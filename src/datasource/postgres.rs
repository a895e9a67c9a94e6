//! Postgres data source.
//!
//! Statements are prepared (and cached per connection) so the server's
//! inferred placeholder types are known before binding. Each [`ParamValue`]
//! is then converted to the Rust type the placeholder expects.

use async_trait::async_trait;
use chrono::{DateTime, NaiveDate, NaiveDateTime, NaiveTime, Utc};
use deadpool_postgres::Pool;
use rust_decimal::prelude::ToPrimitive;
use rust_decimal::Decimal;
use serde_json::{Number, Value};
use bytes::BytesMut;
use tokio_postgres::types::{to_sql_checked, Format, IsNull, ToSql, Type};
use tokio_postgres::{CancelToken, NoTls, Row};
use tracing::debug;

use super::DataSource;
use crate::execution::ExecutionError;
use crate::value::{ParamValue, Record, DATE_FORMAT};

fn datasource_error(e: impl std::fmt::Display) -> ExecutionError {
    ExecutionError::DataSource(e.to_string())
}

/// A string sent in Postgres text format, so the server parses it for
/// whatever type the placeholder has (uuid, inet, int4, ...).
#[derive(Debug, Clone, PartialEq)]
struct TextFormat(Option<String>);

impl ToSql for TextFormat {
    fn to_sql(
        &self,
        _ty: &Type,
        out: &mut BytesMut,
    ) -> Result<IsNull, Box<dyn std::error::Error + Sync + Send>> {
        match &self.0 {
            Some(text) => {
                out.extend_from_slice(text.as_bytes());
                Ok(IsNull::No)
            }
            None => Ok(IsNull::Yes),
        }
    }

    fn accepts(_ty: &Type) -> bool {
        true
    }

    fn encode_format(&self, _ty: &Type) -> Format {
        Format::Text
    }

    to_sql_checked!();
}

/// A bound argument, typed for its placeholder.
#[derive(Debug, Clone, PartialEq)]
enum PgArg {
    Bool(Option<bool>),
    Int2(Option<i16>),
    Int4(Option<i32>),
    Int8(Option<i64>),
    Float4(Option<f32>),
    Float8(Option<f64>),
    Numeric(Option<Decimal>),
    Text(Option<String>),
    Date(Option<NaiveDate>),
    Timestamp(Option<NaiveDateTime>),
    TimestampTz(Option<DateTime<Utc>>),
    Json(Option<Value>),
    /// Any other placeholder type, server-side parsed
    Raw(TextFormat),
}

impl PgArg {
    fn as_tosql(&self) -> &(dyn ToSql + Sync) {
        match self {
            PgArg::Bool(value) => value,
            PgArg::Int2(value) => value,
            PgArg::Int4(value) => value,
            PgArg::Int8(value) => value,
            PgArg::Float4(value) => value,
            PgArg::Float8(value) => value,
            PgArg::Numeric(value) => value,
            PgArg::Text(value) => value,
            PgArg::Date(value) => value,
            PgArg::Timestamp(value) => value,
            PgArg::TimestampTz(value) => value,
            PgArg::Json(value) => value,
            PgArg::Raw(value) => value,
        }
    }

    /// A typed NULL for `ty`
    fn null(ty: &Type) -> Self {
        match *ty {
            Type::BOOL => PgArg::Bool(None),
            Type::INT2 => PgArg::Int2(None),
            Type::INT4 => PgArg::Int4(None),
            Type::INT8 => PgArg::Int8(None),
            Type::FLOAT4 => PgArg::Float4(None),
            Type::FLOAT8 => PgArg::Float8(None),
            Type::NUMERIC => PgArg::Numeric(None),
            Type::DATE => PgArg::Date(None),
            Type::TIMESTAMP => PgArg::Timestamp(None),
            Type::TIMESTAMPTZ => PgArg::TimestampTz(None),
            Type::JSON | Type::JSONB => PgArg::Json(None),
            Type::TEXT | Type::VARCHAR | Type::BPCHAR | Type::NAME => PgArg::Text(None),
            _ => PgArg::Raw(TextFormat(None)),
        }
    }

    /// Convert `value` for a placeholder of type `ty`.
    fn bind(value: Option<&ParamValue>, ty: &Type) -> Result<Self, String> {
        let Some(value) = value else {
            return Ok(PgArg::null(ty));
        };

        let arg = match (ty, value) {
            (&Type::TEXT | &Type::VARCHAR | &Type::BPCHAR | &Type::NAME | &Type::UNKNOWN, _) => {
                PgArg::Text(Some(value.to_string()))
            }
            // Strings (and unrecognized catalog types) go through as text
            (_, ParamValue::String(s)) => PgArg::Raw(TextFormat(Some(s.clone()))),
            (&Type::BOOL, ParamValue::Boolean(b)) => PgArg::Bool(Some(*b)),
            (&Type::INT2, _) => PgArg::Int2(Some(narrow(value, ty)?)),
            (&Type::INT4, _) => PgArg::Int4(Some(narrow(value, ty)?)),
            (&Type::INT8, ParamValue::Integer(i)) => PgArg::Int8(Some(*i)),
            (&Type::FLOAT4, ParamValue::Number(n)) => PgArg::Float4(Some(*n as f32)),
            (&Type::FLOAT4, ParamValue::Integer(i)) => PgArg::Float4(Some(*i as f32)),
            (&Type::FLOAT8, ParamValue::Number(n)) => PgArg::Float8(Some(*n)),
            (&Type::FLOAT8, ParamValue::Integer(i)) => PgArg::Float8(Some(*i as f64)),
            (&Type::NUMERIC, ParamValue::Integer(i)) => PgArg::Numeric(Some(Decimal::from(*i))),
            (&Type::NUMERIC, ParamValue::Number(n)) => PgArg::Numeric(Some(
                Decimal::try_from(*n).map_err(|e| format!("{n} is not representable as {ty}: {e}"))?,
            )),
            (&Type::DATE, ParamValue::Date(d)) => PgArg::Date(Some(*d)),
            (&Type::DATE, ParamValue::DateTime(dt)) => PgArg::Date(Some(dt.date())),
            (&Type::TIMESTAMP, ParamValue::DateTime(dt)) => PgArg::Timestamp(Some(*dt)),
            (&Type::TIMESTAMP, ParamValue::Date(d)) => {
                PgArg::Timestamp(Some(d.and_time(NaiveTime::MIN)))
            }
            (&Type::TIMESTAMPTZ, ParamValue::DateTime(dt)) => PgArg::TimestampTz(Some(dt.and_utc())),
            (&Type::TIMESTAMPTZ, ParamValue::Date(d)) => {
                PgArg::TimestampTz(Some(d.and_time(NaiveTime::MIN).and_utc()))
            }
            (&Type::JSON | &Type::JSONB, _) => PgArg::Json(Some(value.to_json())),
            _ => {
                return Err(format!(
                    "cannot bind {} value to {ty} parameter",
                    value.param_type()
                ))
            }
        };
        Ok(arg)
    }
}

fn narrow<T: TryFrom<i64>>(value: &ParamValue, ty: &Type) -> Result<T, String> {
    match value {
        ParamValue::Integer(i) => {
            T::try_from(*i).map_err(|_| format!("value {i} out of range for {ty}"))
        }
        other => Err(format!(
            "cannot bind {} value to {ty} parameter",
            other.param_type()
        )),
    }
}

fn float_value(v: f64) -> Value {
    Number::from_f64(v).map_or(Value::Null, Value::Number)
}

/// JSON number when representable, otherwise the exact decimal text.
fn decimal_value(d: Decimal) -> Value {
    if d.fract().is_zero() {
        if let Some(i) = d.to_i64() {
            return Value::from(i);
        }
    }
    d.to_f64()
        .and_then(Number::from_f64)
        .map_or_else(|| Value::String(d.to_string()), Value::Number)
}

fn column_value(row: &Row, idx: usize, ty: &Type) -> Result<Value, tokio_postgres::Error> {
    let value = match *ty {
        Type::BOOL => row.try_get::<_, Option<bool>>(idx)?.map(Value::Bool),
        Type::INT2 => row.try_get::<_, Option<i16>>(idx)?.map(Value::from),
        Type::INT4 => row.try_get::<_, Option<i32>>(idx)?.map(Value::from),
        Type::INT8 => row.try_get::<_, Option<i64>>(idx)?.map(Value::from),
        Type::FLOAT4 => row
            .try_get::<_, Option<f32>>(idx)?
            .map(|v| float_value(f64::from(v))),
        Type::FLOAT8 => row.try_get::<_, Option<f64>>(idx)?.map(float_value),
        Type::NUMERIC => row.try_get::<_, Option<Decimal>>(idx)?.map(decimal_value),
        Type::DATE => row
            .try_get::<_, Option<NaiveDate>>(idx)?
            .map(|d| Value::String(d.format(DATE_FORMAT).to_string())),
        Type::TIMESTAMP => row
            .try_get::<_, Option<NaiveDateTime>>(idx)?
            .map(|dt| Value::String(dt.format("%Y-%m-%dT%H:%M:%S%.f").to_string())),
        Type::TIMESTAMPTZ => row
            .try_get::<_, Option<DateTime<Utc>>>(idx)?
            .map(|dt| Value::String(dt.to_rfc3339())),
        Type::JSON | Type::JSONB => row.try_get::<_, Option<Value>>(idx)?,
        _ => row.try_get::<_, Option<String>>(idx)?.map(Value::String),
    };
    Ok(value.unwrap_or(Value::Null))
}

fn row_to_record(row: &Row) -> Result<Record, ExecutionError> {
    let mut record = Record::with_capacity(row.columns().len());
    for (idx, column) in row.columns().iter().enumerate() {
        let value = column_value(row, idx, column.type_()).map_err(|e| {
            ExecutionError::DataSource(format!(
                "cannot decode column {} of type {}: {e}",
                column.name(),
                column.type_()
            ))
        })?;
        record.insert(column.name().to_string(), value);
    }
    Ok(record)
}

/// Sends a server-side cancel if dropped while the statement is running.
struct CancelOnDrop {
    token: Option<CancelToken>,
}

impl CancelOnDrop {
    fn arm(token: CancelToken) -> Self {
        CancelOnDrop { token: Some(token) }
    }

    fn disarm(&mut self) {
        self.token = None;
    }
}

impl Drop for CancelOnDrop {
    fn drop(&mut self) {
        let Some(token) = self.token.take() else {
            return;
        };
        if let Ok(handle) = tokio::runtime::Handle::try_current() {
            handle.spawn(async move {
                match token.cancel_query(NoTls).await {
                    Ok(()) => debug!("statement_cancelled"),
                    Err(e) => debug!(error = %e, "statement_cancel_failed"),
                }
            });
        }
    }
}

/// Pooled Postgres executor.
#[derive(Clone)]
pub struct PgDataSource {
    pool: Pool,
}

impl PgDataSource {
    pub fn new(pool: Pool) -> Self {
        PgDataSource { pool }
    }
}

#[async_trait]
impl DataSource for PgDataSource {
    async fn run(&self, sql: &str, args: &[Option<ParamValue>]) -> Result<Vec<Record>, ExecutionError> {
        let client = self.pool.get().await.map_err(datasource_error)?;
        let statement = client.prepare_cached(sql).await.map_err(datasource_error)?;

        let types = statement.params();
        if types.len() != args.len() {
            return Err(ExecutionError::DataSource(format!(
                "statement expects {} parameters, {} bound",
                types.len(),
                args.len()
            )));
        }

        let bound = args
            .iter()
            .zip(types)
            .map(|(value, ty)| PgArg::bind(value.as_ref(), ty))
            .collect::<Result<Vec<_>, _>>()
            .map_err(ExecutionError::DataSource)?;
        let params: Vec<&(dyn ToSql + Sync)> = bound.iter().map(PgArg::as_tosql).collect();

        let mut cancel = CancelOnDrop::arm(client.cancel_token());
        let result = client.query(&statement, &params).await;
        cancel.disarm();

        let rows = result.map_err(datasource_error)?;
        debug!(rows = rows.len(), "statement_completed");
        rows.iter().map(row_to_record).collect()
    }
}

-------------------------

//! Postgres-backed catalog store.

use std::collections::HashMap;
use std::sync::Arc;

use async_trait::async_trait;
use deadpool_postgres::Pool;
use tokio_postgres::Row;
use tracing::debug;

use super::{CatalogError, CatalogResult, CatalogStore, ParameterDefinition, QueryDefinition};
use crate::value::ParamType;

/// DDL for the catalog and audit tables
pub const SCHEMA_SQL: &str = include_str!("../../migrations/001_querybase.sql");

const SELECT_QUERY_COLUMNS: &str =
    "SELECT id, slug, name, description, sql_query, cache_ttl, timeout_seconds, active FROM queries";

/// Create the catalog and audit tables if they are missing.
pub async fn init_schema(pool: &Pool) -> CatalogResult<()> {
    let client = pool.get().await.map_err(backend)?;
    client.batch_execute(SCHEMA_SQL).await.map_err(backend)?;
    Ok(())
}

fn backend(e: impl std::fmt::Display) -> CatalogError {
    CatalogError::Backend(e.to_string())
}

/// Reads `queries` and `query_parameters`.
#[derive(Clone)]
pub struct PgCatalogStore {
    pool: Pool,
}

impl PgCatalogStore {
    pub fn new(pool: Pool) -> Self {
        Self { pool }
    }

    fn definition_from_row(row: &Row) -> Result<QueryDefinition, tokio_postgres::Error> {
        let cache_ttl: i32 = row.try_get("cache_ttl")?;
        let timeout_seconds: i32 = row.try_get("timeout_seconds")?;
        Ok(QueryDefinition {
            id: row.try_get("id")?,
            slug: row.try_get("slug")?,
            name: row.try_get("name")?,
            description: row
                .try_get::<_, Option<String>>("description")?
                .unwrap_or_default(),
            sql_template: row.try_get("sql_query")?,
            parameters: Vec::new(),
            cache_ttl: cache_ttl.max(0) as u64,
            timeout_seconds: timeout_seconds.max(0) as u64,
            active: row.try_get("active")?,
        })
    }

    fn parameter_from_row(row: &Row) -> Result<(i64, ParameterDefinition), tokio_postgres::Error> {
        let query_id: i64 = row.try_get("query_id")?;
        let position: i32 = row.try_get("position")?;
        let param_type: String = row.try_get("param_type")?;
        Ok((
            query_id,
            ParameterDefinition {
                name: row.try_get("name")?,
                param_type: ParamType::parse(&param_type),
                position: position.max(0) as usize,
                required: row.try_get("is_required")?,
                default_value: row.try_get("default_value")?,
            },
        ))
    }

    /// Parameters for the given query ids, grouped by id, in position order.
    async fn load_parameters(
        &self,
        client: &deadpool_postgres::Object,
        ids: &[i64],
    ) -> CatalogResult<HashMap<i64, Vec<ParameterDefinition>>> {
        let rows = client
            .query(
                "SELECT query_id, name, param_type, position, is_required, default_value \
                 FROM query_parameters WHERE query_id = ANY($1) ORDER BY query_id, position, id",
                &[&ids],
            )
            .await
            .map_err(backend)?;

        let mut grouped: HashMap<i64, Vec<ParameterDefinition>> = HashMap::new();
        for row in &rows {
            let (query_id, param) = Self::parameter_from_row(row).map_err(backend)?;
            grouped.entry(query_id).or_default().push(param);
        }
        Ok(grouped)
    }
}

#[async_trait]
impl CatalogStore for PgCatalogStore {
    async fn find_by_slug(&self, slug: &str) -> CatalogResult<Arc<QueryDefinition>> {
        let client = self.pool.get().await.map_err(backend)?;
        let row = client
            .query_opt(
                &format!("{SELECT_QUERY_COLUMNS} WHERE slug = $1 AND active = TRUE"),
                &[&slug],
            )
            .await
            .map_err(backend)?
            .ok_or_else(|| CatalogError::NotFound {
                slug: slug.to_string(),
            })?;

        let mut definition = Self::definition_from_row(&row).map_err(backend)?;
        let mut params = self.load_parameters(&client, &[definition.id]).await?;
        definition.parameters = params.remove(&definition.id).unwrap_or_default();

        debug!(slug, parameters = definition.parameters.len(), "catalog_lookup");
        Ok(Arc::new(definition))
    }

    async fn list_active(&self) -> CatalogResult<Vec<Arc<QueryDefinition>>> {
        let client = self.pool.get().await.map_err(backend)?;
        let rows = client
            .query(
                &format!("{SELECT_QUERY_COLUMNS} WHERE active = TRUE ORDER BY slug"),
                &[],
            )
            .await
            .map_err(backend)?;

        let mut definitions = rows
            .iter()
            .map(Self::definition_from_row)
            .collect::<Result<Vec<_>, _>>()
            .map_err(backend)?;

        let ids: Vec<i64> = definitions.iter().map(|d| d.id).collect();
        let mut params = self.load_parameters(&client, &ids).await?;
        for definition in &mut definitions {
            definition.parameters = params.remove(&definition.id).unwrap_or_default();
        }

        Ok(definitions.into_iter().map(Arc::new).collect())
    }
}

-------------------------

**Your objective:** Only the lines above starting at the one containing "Postgres data source." and ending at the one containing "use crate::execution::ExecutionError;", both included, are to be returned, exactly as they read.

**Task response:**
//! Postgres data source.
//!
//! Statements are prepared (and cached per connection) so the server's
//! inferred placeholder types are known before binding. Each [`ParamValue`]
//! is then converted to the Rust type the placeholder expects.

use async_trait::async_trait;
use chrono::{DateTime, NaiveDate, NaiveDateTime, NaiveTime, Utc};
use deadpool_postgres::Pool;
use rust_decimal::prelude::ToPrimitive;
use rust_decimal::Decimal;
use serde_json::{Number, Value};
use bytes::BytesMut;
use tokio_postgres::types::{to_sql_checked, Format, IsNull, ToSql, Type};
use tokio_postgres::{CancelToken, NoTls, Row};
use tracing::debug;

use super::DataSource;
use crate::execution::ExecutionError;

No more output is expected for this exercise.